[Records shown]:
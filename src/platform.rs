//! Host capability checks
//!
//! Process execution relies on `fork`/`exec` semantics and a POSIX shell
//! reachable through an environment locator such as `/usr/bin/env`. Hosts
//! without those are rejected up front instead of failing mid-call.

use std::path::PathBuf;

use serde::Serialize;

use crate::config::RunnerConfig;
use crate::error::ShellError;

/// Operating systems the runner is known to work on
pub const SUPPORTED_OS: &[&str] = &["linux", "macos"];

/// Whether `os` is one of [`SUPPORTED_OS`]
pub fn is_supported(os: &str) -> bool {
    SUPPORTED_OS.contains(&os)
}

/// Fail fast if the current host cannot run processes
pub fn ensure_supported() -> Result<(), ShellError> {
    check_os(std::env::consts::OS)
}

fn check_os(os: &str) -> Result<(), ShellError> {
    if is_supported(os) {
        Ok(())
    } else {
        tracing::error!(os, "unsupported platform");
        Err(ShellError::UnsupportedPlatform { os: os.to_string() })
    }
}

/// Report of what the host offers
#[derive(Debug, Clone, Serialize)]
pub struct Capabilities {
    pub os: String,
    pub supported: bool,
    pub env_locator: PathBuf,
    pub env_locator_exists: bool,
    pub shell: String,
    #[serde(skip_serializing_if = "Option::is_none")]
    pub shell_path: Option<PathBuf>,
}

impl Capabilities {
    /// Whether shell commands can be expected to run
    pub fn ready(&self) -> bool {
        self.supported && self.env_locator_exists && self.shell_path.is_some()
    }
}

/// Inspect the host against a runner configuration
pub fn probe(config: &RunnerConfig) -> Capabilities {
    let os = std::env::consts::OS.to_string();
    let shell_path = match which::which(&config.shell) {
        Ok(path) => Some(path),
        Err(e) => {
            tracing::debug!("Shell '{}' not found on PATH: {}", config.shell, e);
            None
        }
    };

    Capabilities {
        supported: is_supported(&os),
        os,
        env_locator: config.env_locator.clone(),
        env_locator_exists: config.env_locator.exists(),
        shell: config.shell.clone(),
        shell_path,
    }
}
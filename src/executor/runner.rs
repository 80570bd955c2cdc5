//! Process execution with stdout capture
//!
//! Spawns a program (or a shell command string), waits for it to exit and
//! returns what it wrote to standard output. Standard error and standard
//! input are inherited from the parent. Arguments are passed verbatim with
//! no quoting, so callers own injection safety.
//!
//! Captured output is interpreted according to [`ExecMode`]:
//! - `Strict` reports non-zero exits and invalid UTF-8 as errors
//! - `Compat` ignores the exit status and turns invalid UTF-8 into `""`

use std::fmt;
use std::process::{ExitStatus, Stdio};

use serde::Serialize;

use crate::config::{ExecMode, RunnerConfig};
use crate::error::ShellError;
use crate::platform;

/// Something to run
#[derive(Debug, Clone, PartialEq, Eq, Serialize)]
#[serde(rename_all = "snake_case")]
pub enum Invocation {
    /// A program path and its arguments
    Program { program: String, args: Vec<String> },
    /// A command string handed to the shell
    Shell(String),
}

impl Invocation {
    /// Program with arguments
    pub fn program<S: AsRef<str>>(program: impl Into<String>, args: &[S]) -> Self {
        Invocation::Program {
            program: program.into(),
            args: args.iter().map(|a| a.as_ref().to_string()).collect(),
        }
    }

    /// Command string interpreted by the shell
    pub fn shell(command: impl Into<String>) -> Self {
        Invocation::Shell(command.into())
    }
}

impl fmt::Display for Invocation {
    fn fmt(&self, f: &mut fmt::Formatter<'_>) -> fmt::Result {
        match self {
            Invocation::Program { program, args } => write!(f, "{}", command_line(program, args)),
            Invocation::Shell(command) => write!(f, "{}", command),
        }
    }
}

fn command_line(program: &str, args: &[String]) -> String {
    if args.is_empty() {
        program.to_string()
    } else {
        format!("{} {}", program, args.join(" "))
    }
}

/// Runs processes and captures their standard output
#[derive(Debug, Clone)]
pub struct Runner {
    config: RunnerConfig,
}

impl Runner {
    /// Runner with default configuration
    ///
    /// # Errors
    /// * `ShellError::UnsupportedPlatform` - If the host OS is not supported
    pub fn new() -> Result<Self, ShellError> {
        Self::from_config(RunnerConfig::default())
    }

    /// Runner that ignores exit status and degrades undecodable output to `""`
    pub fn compat() -> Result<Self, ShellError> {
        Self::from_config(RunnerConfig::default().with_mode(ExecMode::Compat))
    }

    /// Runner from explicit configuration
    ///
    /// # Errors
    /// * `ShellError::UnsupportedPlatform` - If the host OS is not supported
    pub fn from_config(config: RunnerConfig) -> Result<Self, ShellError> {
        platform::ensure_supported()?;
        Ok(Self { config })
    }

    pub fn config(&self) -> &RunnerConfig {
        &self.config
    }

    pub fn mode(&self) -> ExecMode {
        self.config.mode
    }

    /// Program and argument vector an invocation launches
    ///
    /// A shell command `cmd` resolves to `<env_locator> <shell> -c cmd`.
    pub fn resolve(&self, invocation: &Invocation) -> (String, Vec<String>) {
        match invocation {
            Invocation::Program { program, args } => (program.clone(), args.clone()),
            Invocation::Shell(command) => (
                self.config.env_locator.to_string_lossy().to_string(),
                vec![self.config.shell.clone(), "-c".to_string(), command.clone()],
            ),
        }
    }

    /// Run `program` with `args` and return its standard output
    ///
    /// Blocks the calling thread until the child has exited.
    ///
    /// # Errors
    /// * `ShellError::SpawnFailed` - If the program couldn't be launched
    /// * `ShellError::NonZeroExit` - Strict mode, child exited unsuccessfully
    /// * `ShellError::Decode` - Strict mode, output was not UTF-8
    pub fn run<S: AsRef<str>>(&self, program: &str, args: &[S]) -> Result<String, ShellError> {
        self.execute(&Invocation::program(program, args))
    }

    /// Run the default program (the environment locator) with `args`
    pub fn run_default<S: AsRef<str>>(&self, args: &[S]) -> Result<String, ShellError> {
        let program = self.config.env_locator.to_string_lossy().to_string();
        self.execute(&Invocation::program(program, args))
    }

    /// Run a command string through the shell
    pub fn run_command(&self, command: &str) -> Result<String, ShellError> {
        self.execute(&Invocation::shell(command))
    }

    /// Run an invocation on the calling thread
    pub fn execute(&self, invocation: &Invocation) -> Result<String, ShellError> {
        let (program, args) = self.resolve(invocation);
        let command_str = command_line(&program, &args);

        tracing::debug!("Executing: {}", command_str);

        let child = std::process::Command::new(&program)
            .args(&args)
            .stdout(Stdio::piped())
            .spawn()
            .map_err(|e| ShellError::SpawnFailed {
                command: command_str.clone(),
                error: e.to_string(),
            })?;

        // Reads stdout to EOF while waiting so a full pipe cannot stall the child
        let output = child.wait_with_output()?;

        capture_output(self.config.mode, command_str, output.status, output.stdout)
    }

    /// Run an invocation without blocking the executor thread
    ///
    /// The child is killed if the returned future is dropped before it
    /// completes.
    pub async fn execute_async(&self, invocation: &Invocation) -> Result<String, ShellError> {
        let (program, args) = self.resolve(invocation);
        let command_str = command_line(&program, &args);

        tracing::debug!("Executing async: {}", command_str);

        let child = tokio::process::Command::new(&program)
            .args(&args)
            .stdout(Stdio::piped())
            .kill_on_drop(true)
            .spawn()
            .map_err(|e| ShellError::SpawnFailed {
                command: command_str.clone(),
                error: e.to_string(),
            })?;

        let output = child.wait_with_output().await?;

        capture_output(self.config.mode, command_str, output.status, output.stdout)
    }
}

/// Turn a finished child's status and stdout bytes into the result text
pub fn capture_output(
    mode: ExecMode,
    command: String,
    status: ExitStatus,
    stdout: Vec<u8>,
) -> Result<String, ShellError> {
    match mode {
        ExecMode::Compat => {
            if !status.success() {
                tracing::debug!("Ignoring exit status {} of: {}", status, command);
            }
            Ok(String::from_utf8(stdout).unwrap_or_else(|e| {
                tracing::debug!("Discarding non-UTF-8 output of {}: {}", command, e);
                String::new()
            }))
        }
        ExecMode::Strict => {
            if !status.success() {
                return Err(ShellError::NonZeroExit {
                    command,
                    exit_code: status.code(),
                    stdout: String::from_utf8_lossy(&stdout).into_owned(),
                });
            }
            String::from_utf8(stdout).map_err(|error| ShellError::Decode { command, error })
        }
    }
}
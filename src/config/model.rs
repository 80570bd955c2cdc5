//! Configuration model for shellrun
//!
//! Defines the structure for XDG-compliant layered configuration.

use serde::{Deserialize, Serialize};
use std::path::PathBuf;

use crate::error::ShellError;

/// Root configuration structure
#[derive(Debug, Clone, Deserialize, Serialize, Default, PartialEq)]
pub struct Config {
    /// How programs and shell commands are launched
    #[serde(default)]
    pub runner: RunnerConfig,

    /// Worker pool used for asynchronous execution
    #[serde(default)]
    pub pool: PoolConfig,
}

impl Config {
    /// Apply path expansion and reject settings no runner can use
    pub fn resolved(self) -> Result<Self, ShellError> {
        Ok(Self {
            runner: self.runner.resolved()?,
            pool: self.pool,
        })
    }
}

/// How captured output is interpreted
#[derive(Debug, Clone, Copy, Deserialize, Serialize, Default, PartialEq, Eq)]
#[serde(rename_all = "lowercase")]
pub enum ExecMode {
    /// Non-zero exits and invalid UTF-8 are reported as errors
    #[default]
    Strict,
    /// Exit status is ignored and undecodable output becomes an empty string
    Compat,
}

impl std::fmt::Display for ExecMode {
    fn fmt(&self, f: &mut std::fmt::Formatter<'_>) -> std::fmt::Result {
        match self {
            ExecMode::Strict => write!(f, "strict"),
            ExecMode::Compat => write!(f, "compat"),
        }
    }
}

impl std::str::FromStr for ExecMode {
    type Err = String;

    fn from_str(s: &str) -> Result<Self, Self::Err> {
        match s.to_lowercase().as_str() {
            "strict" => Ok(ExecMode::Strict),
            "compat" | "compatible" => Ok(ExecMode::Compat),
            other => Err(format!(
                "invalid mode '{}': expected 'strict' or 'compat'",
                other
            )),
        }
    }
}

/// Runner configuration
#[derive(Debug, Clone, Deserialize, Serialize, PartialEq)]
pub struct RunnerConfig {
    /// Default program, used to locate the shell on PATH
    #[serde(default = "default_env_locator")]
    pub env_locator: PathBuf,

    /// Shell that interprets command strings
    #[serde(default = "default_shell")]
    pub shell: String,

    /// Output interpretation policy
    #[serde(default)]
    pub mode: ExecMode,
}

fn default_env_locator() -> PathBuf {
    PathBuf::from("/usr/bin/env")
}

fn default_shell() -> String {
    "bash".to_string()
}

impl Default for RunnerConfig {
    fn default() -> Self {
        Self {
            env_locator: default_env_locator(),
            shell: default_shell(),
            mode: ExecMode::default(),
        }
    }
}

impl RunnerConfig {
    /// Create a runner config with the given mode
    pub fn with_mode(mut self, mode: ExecMode) -> Self {
        self.mode = mode;
        self
    }

    /// Set the shell used for command strings
    pub fn with_shell(mut self, shell: impl Into<String>) -> Self {
        self.shell = shell.into();
        self
    }

    /// Set the default program
    pub fn with_env_locator(mut self, path: impl Into<PathBuf>) -> Self {
        self.env_locator = path.into();
        self
    }

    /// Expand `~` and `$VARS` in the env locator and check the shell name
    ///
    /// # Errors
    /// * `ShellError::Config` - If a variable is undefined or the shell is blank
    pub fn resolved(mut self) -> Result<Self, ShellError> {
        let raw = self.env_locator.to_string_lossy().into_owned();
        let expanded = shellexpand::full(&raw).map_err(|e| {
            ShellError::Config(format!("cannot expand env_locator '{}': {}", raw, e))
        })?;
        self.env_locator = PathBuf::from(expanded.as_ref());

        if self.shell.trim().is_empty() {
            return Err(ShellError::Config(
                "runner.shell must name a shell".to_string(),
            ));
        }

        Ok(self)
    }
}

/// Worker pool configuration
#[derive(Debug, Clone, Deserialize, Serialize, PartialEq)]
pub struct PoolConfig {
    /// Number of worker threads (0 = one per core)
    #[serde(default)]
    pub workers: usize,

    /// Name given to pool threads
    #[serde(default = "default_thread_name")]
    pub thread_name: String,

    /// How long shutdown waits for running tasks, in seconds
    #[serde(default = "default_shutdown_timeout")]
    pub shutdown_timeout_secs: u64,
}

fn default_thread_name() -> String {
    "shellrun-worker".to_string()
}

fn default_shutdown_timeout() -> u64 {
    5
}

impl Default for PoolConfig {
    fn default() -> Self {
        Self {
            workers: 0,
            thread_name: default_thread_name(),
            shutdown_timeout_secs: default_shutdown_timeout(),
        }
    }
}

impl PoolConfig {
    /// Set the number of worker threads
    pub fn with_workers(mut self, workers: usize) -> Self {
        self.workers = workers;
        self
    }

    /// Shutdown timeout as a duration
    pub fn shutdown_timeout(&self) -> std::time::Duration {
        std::time::Duration::from_secs(self.shutdown_timeout_secs)
    }
}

[Task statement]: Nothing beyond the line that contains "known to work on" belongs in the answer; reproduce the entries exactly from their first line through it.

[Answer space]:
filename src/platform.rs
//! Host capability checks
//!
//! Process execution relies on `fork`/`exec` semantics and a POSIX shell
//! reachable through an environment locator such as `/usr/bin/env`. Hosts
//! without those are rejected up front instead of failing mid-call.

use std::path::PathBuf;

use serde::Serialize;

use crate::config::RunnerConfig;
use crate::error::ShellError;

/// Operating systems the runner is known to work on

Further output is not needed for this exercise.